A partir da crise asiática, a capacidade de endividamento autônomo das empresas privadas diminuiu, atingindo o limite bruto de US$ 140 bilhões. Dada a fragilidade externa do país e o apelo da liquidez internacional, as dívidas privadas de boas empresas que não possam ser roladas tendem a ser convertidas em aquisições patrimoniais. Essa é a razão básica pela qual as operações de investimento direto estrangeiro alcançaram, nos últimos três anos, montantes da ordem de US$ 30 bilhões ao ano. Descontado o volume de recursos externos que é retido pelas empresas e bancos como saldo líquido no mercado interbancário, o resto é vendido ao Banco Central em troca de títulos da dívida pública com correção cambial, o que agrega ao passivo externo um aumento dos passivos fiscais e de gastos correntes com juros internos, além do risco cambial.
O aumento das necessidades de financiamento externo em 2001 e as pressões do FMI (a partir do caso argentino) para liberalizar e privatizar ainda mais devem desencadear uma nova onda de privatizações, das quais a do Banespa inicia a ofensiva na direção dos grandes bancos públicos. As intenções sobre o setor financeiro público já constam do memorando de Política Econômica de março de 1999, emitido por ocasião das primeiras revisões do acordo com o FMI. As "recomendações" para a privatização dos bancos federais, em particular o Banco do Brasil e a Caixa Econômica Federal, começam a circular nos relatórios das empresas de consultoria e na imprensa, e a privatização em curso do resto do setor elétrico deverá terminar em 2001.
As operações de privatização têm sido invocadas como um bom negócio para abater a dívida pública interna, mas as evidências são de sentido contrário (ver Aloysio Biondi, "O Brasil Privatizado", Ed.
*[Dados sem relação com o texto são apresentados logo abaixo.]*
//! Toggling accepted tags and keeping the packing lists current.

use crate::events::ContentEvent;
use crate::persistence::ContentPersistence;
use crate::reconcile::{Reconciliation, reconcile, toggle};
use crate::registry::TagRegistry;
use schoolbag_core::{PendingTags, Settings, TagId, Weekday, WeekdayClock};
use std::collections::BTreeSet;
use tracing::{debug, info, warn};

/// Owns the bag's content and its projection of the settings.
///
/// Every operation returns the events it produced; publishing them is the
/// caller's job. The current weekday is read from the clock on every
/// reconciliation.
///
/// # Examples
///
/// ```
/// use schoolbag_content::{ContentEvent, ContentReconciler, MemoryPersistence};
/// use schoolbag_core::{FixedWeekday, PendingTags, Settings, TagRecord, Weekday};
///
/// let mut settings = Settings::default();
/// let book = "04-a1".parse().unwrap();
/// settings.tags.insert(
///     "04-a1".parse().unwrap(),
///     TagRecord::new("Math book", "math.png").required_on(Weekday::Monday),
/// );
///
/// let mut reconciler = ContentReconciler::new(
///     settings,
///     PendingTags::default(),
///     MemoryPersistence::default(),
///     FixedWeekday(Weekday::Monday),
/// );
///
/// let events = reconciler.on_tag_accepted(book);
/// assert!(events.contains(&ContentEvent::BagPacked));
/// ```
#[derive(Debug)]
pub struct ContentReconciler<P, C> {
    persistence: P,
    clock: C,

    /// Profile and lighting fields of the settings; tags and content are
    /// held in `registry` and `current`.
    profile: Settings,

    registry: TagRegistry,
    current: BTreeSet<TagId>,
}

impl<P, C> ContentReconciler<P, C>
where
    P: ContentPersistence,
    C: WeekdayClock,
{
    /// Build a reconciler from loaded settings.
    ///
    /// Content ids that are not registered are dropped, as on any settings
    /// change.
    pub fn new(settings: Settings, pending: PendingTags, persistence: P, clock: C) -> Self {
        let mut reconciler = Self {
            persistence,
            clock,
            profile: Settings::default(),
            registry: TagRegistry::new(Default::default(), pending),
            current: BTreeSet::new(),
        };
        reconciler.adopt(settings);
        reconciler
    }

    pub fn current_content(&self) -> &BTreeSet<TagId> {
        &self.current
    }

    pub fn registry(&self) -> &TagRegistry {
        &self.registry
    }

    pub fn persistence(&self) -> &P {
        &self.persistence
    }

    pub fn today(&self) -> Weekday {
        self.clock.today()
    }

    /// Tags required today.
    pub fn target_content(&self) -> BTreeSet<TagId> {
        self.registry.target_content(self.today())
    }

    /// Packing lists for today.
    pub fn reconciliation(&self) -> Reconciliation {
        reconcile(&self.current, &self.target_content())
    }

    /// The full settings document as this reconciler sees it.
    pub fn snapshot(&self) -> Settings {
        let mut settings = self.profile.clone();
        settings.tags = self.registry.records().clone();
        settings.set_current_content(&self.current);
        settings
    }

    /// Handle a debounced tag read.
    ///
    /// Unregistered tags are queued for registration and still toggled. The
    /// new content is persisted; a failed write is logged and the in-memory
    /// content stays authoritative.
    pub fn on_tag_accepted(&mut self, id: TagId) -> Vec<ContentEvent> {
        let mut events = Vec::new();

        if !self.registry.is_known(&id) {
            if self.registry.queue(id.clone()) {
                info!("Tag {} is not registered, queued for registration", id);
                if let Err(e) = self.persistence.save_pending(self.registry.pending()) {
                    warn!("Failed to persist pending tags: {}", e);
                }
                events.push(ContentEvent::RegistrationRequested(id.clone()));
            } else {
                debug!("Tag {} already awaiting registration", id);
            }
        }

        if toggle(&mut self.current, &id) {
            info!("Tag {} put into the bag", id);
        } else {
            info!("Tag {} taken out of the bag", id);
        }

        if let Err(e) = self.persistence.save_settings(&self.snapshot()) {
            warn!("Failed to persist bag content: {}", e);
        }

        let result = self.reconciliation();
        let packed = result.is_settled();
        events.push(ContentEvent::Reconciled(result));
        if packed {
            info!("Bag correctly packed for {}", self.today());
            events.push(ContentEvent::BagPacked);
        }
        events
    }

    /// Adopt a settings snapshot changed outside this reconciler.
    ///
    /// Content ids no longer registered are dropped from the bag. Nothing is
    /// persisted.
    pub fn on_settings_changed(&mut self, settings: Settings) -> Vec<ContentEvent> {
        let mut events = Vec::new();

        if settings.lighting_mode != self.profile.lighting_mode
            || settings.animation_type != self.profile.animation_type
        {
            events.push(ContentEvent::PreferencesChanged {
                mode: settings.lighting_mode,
                animation: settings.animation_type,
            });
        }

        self.adopt(settings);
        events.push(ContentEvent::Reconciled(self.reconciliation()));
        events
    }

    /// Re-read settings and pending tags through the persistence layer.
    ///
    /// A document identical to the current snapshot produces no events. A
    /// document that fails to load leaves the current state in place.
    pub fn reload(&mut self) -> Vec<ContentEvent> {
        match self.persistence.load_pending() {
            Ok(pending) => self.registry.replace_pending(pending),
            Err(e) => warn!("Failed to reload pending tags: {}", e),
        }

        let settings = match self.persistence.load_settings() {
            Ok(settings) => settings,
            Err(e) => {
                warn!("Failed to reload settings, keeping current state: {}", e);
                return Vec::new();
            }
        };

        if settings == self.snapshot() {
            debug!("Settings unchanged");
            return Vec::new();
        }

        info!("Settings changed, reconciling");
        self.on_settings_changed(settings)
    }

    fn adopt(&mut self, mut settings: Settings) {
        let records = std::mem::take(&mut settings.tags);
        let content = std::mem::take(&mut settings.current_content);

        let promoted = self.registry.replace_records(records);
        if promoted > 0 {
            debug!("{} pending tags are now registered", promoted);
        }

        let before = content.len();
        self.current = content
            .into_iter()
            .filter(|id| self.registry.is_known(id))
            .collect();
        if self.current.len() < before {
            debug!(
                "Dropped {} unregistered tags from the bag",
                before - self.current.len()
            );
        }

        self.profile = settings;
    }
}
Perseu Abramo, 1999). No caso do Banespa, os números ainda estão na memória de todos. O valor da operação de privatização do Banespa foi equivalente a quase US$ 3,5 bilhões. O Santander vendeu ao Banco Central US$ 2 bilhões (por sinal, o mesmo montante de créditos que tinha contra a Telefónica de España quando da privatização das teles), recebendo em troca títulos da dívida pública com correção cambial cujo rendimento é mais do que o dobro das taxas européias. Dado o ágio do leilão, ganhou ainda o direito de remeter lucros sem pagar imposto, ou incorporá-los ao seu patrimônio líquido por um montante de R$ 5,8 bilhões de créditos tributários. Os créditos do Santander contra o Tesouro e o Banco Central, no momento presente, são de cerca de R$ 9,5 bilhões, superiores, portanto, ao valor do leilão em R$ 2,5 bilhões, o que representa aumento dos compromissos do Tesouro, e não "abatimento da dívida".
A esterilidade da avalanche de investimento direto estrangeiro sobre o crescimento da economia pode ser avaliada pela taxa de investimento interno, que subiu apenas 2% ao longo de uma década (de 15,2%, em 1991, para 17,2%, em 1999). Os poucos investimentos diretos estrangeiros que implicaram expansão de capacidade foram feitos nas indústrias química, automobilística e de equipamentos eletroeletrônicos e de telecomunicações, assim mesmo com abundante financiamento público. Esses investimentos geraram, porém, um violento aumento de importações, os três apresentando um déficit comercial da ordem de US$ 15 bilhões a US$ 16 bilhões ao ano, mesmo depois da desvalorização cambial.
Em resumo, estamos desnacionalizando a nossa economia e piorando o balanço de pagamentos, o que agrava cada vez mais a vulnerabilidade externa do país. Não é à toa que o exame, mesmo superficial, do que ocorreu nos últimos anos com a economia brasileira dá a qualquer analista cuja cabeça ainda funcione, uma profunda sensação de absurdo e irracionalidade.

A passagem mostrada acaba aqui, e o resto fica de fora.